Multiple sclerosis SDMT, PASAT, CVLT-II/III, BVMT-R May abbreviate language BICAMS recommended minimum battery (Langdon et al., 2012): SDMT + CVLT-II + BVMT-R

Quick Reference: Test-to-Domain Mapping

For a comprehensive catalog of tests with administration times, normative samples, and sensitivity data, see references/test-catalog.md .

Key References

• Benton, A. L., Sivan, A. B., Hamsher, K., Varney, N. R., & Spreen, O. (1994). Contributions to Neuropsychological Assessment (2nd ed.). Oxford University Press.

• Delis, D. C., Kaplan, E., & Kramer, J. H. (2001). Delis-Kaplan Executive Function System. Pearson.

• Heaton, R. K., Miller, S. W., Taylor, M. J., & Grant, I. (2004). Revised Comprehensive Norms for an Expanded Halstead-Reitan Battery. PAR.

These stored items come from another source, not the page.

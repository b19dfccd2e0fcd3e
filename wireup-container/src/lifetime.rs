//! Dependency lifetimes.
//!
//! Lifetimes determine how long a resolved instance lives:
//! - [`Lifetime::Singleton`] — one instance for the owning container
//! - [`Lifetime::Scoped`] — one instance per scope (e.g., HTTP request)
//! - [`Lifetime::Transient`] — new instance on every resolve

use std::fmt;

/// Defines the lifetime of a dependency within the container.
#[derive(Debug, Clone, Copy, PartialEq, Eq, Hash)]
pub enum Lifetime {
    /// One instance shared across the owning container.
    ///
    /// Created on first resolve, cached in the container-wide cache,
    /// lives until the container is disposed.
    ///
    /// # When to use
    /// - Database connection pools
    /// - Configuration objects
    /// - Shared caches
    Singleton,

    /// One instance per scope.
    ///
    /// Created on first resolve within a scope and cached in that scope's
    /// cache. Resolved outside any scope, a Scoped dependency falls back to
    /// the container-wide cache and behaves like a Singleton.
    ///
    /// # When to use
    /// - Per-request database transactions
    /// - User session data
    /// - Request-specific services
    Scoped,

    /// New instance created on every resolve call.
    ///
    /// Never cached. Ownership of each instance passes to the caller.
    ///
    /// # When to use
    /// - Lightweight stateless services
    /// - Command/query handlers
    /// - Objects with mutable state that shouldn't be shared
    Transient,
}

impl Lifetime {
    /// Returns `true` if this lifetime caches instances.
    ///
    /// Singleton and Scoped both cache; Transient does not.
    #[inline]
    pub fn is_cached(&self) -> bool {
        matches!(self, Lifetime::Singleton | Lifetime::Scoped)
    }

    /// Returns `true` if this lifetime spans the whole container.
    #[inline]
    pub fn is_singleton(&self) -> bool {
        matches!(self, Lifetime::Singleton)
    }
}

impl fmt::Display for Lifetime {
    fn fmt(&self, f: &mut fmt::Formatter<'_>) -> fmt::Result {
        match self {
            Lifetime::Singleton => write!(f, "Singleton"),
            Lifetime::Scoped => write!(f, "Scoped"),
            Lifetime::Transient => write!(f, "Transient"),
        }
    }
}
//! Instance caches for Singleton and Scoped lifetimes.
//!
//! An [`InstanceCache`] maps (resolving type, name) identities to live
//! instances. Entries are created at most once per identity: the first
//! writer wins, and a racing writer gets the already-cached instance back
//! instead of its own. The container owns one cache for Singleton (and
//! unscoped Scoped) instances; every scope owns its own.

use std::collections::HashMap;
use std::sync::atomic::{AtomicBool, Ordering};

use parking_lot::RwLock;
use tracing::{debug, trace};

use crate::constructor::{InstanceDisposer, SharedInstance};
use crate::key::DependencyKey;

/// Cleanup hook for cached instances.
///
/// Register a type as disposable via `TypePlan::disposable`; its cached
/// instances are then disposed exactly once when the owning cache (the
/// container's, or a scope's) is disposed.
///
/// # Examples
/// ```rust,ignore
/// struct Connection { url: String }
///
/// impl Dispose for Connection {
///     fn dispose(&self) {
///         // close sockets, flush buffers, ...
///     }
/// }
///
/// builder.scoped::<Connection>(|t| {
///     t.constructor(vec![], |_| Ok(Connection { url: "...".into() }))
///         .disposable();
/// })
/// ```
pub trait Dispose: Send + Sync {
    fn dispose(&self);
}

struct CachedInstance {
    instance: SharedInstance,
    disposer: Option<InstanceDisposer>,
}

/// Thread-safe instance cache with at-most-once creation per identity.
///
/// All mutation goes through one lock per cache; independent caches never
/// contend with each other. Reads take the shared side of the lock, and
/// the write path re-checks presence before inserting, so exactly one
/// writer wins per identity.
pub(crate) struct InstanceCache {
    instances: RwLock<HashMap<DependencyKey, CachedInstance>>,
    disposed: AtomicBool,
}

impl InstanceCache {
    pub(crate) fn new() -> Self {
        Self {
            instances: RwLock::new(HashMap::new()),
            disposed: AtomicBool::new(false),
        }
    }

    /// Returns the cached instance for `key`, if any.
    pub(crate) fn try_get(&self, key: &DependencyKey) -> Option<SharedInstance> {
        self.instances
            .read()
            .get(key)
            .map(|cached| cached.instance.clone())
    }

    /// Stores `instance` under `key` if the identity is still vacant.
    ///
    /// Returns the instance that ended up cached: the caller's on a clean
    /// insert, or the previously stored one when another writer got there
    /// first. Callers must use the returned instance, not the one they
    /// passed in.
    pub(crate) fn add(
        &self,
        key: DependencyKey,
        instance: SharedInstance,
        disposer: Option<InstanceDisposer>,
    ) -> SharedInstance {
        // Cheap presence check on the read side; re-checked under the
        // write lock below.
        if let Some(existing) = self.try_get(&key) {
            return existing;
        }

        let mut instances = self.instances.write();
        if let Some(existing) = instances.get(&key) {
            trace!(key = %key, "lost instance race, returning cached instance");
            return existing.instance.clone();
        }

        if self.disposed.load(Ordering::Acquire) {
            // A disposed cache stores nothing; hand the instance back
            // uncached.
            return instance;
        }

        trace!(key = %key, "cached instance");
        instances.insert(
            key,
            CachedInstance {
                instance: instance.clone(),
                disposer,
            },
        );
        instance
    }

    /// Disposes every cached instance that registered a disposal hook and
    /// clears the cache. Safe to call more than once.
    pub(crate) fn dispose(&self) {
        if self.disposed.swap(true, Ordering::AcqRel) {
            return;
        }

        let mut instances = self.instances.write();
        debug!(instances = instances.len(), "disposing instance cache");
        for (_, cached) in instances.drain() {
            if let Some(disposer) = cached.disposer {
                disposer(cached.instance.as_ref());
            }
        }
    }

    #[cfg(test)]
    fn len(&self) -> usize {
        self.instances.read().len()
    }
}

• Heilbronner, R. L., Sweet, J. J., Attix, D. K., Krull, K. R., Henry, G. K., & Hart, R. P. (2010). Official position of the AACN on serial neuropsychological assessments. The Clinical Neuropsychologist, 24, 1267--1278.

• Lezak, M. D., Howieson, D. B., Bigler, E. D., & Tranel, D. (2012). Neuropsychological Assessment (5th ed.). Oxford University Press.

• Mitrushina, M., Boone, K. B., Razani, J., & D'Elia, L. F. (2005). Handbook of Normative Data for Neuropsychological Assessment (2nd ed.). Oxford University Press.

• Strauss, E., Sherman, E. M. S., & Spreen, O. (2006). A Compendium of Neuropsychological Tests (3rd ed.). Oxford University Press.

• Sweet, J. J., Nelson, N. W., & Moberg, P. J. (2011). The TCN/AACN 2010 "salary survey." The Clinical Neuropsychologist, 25, 218--245.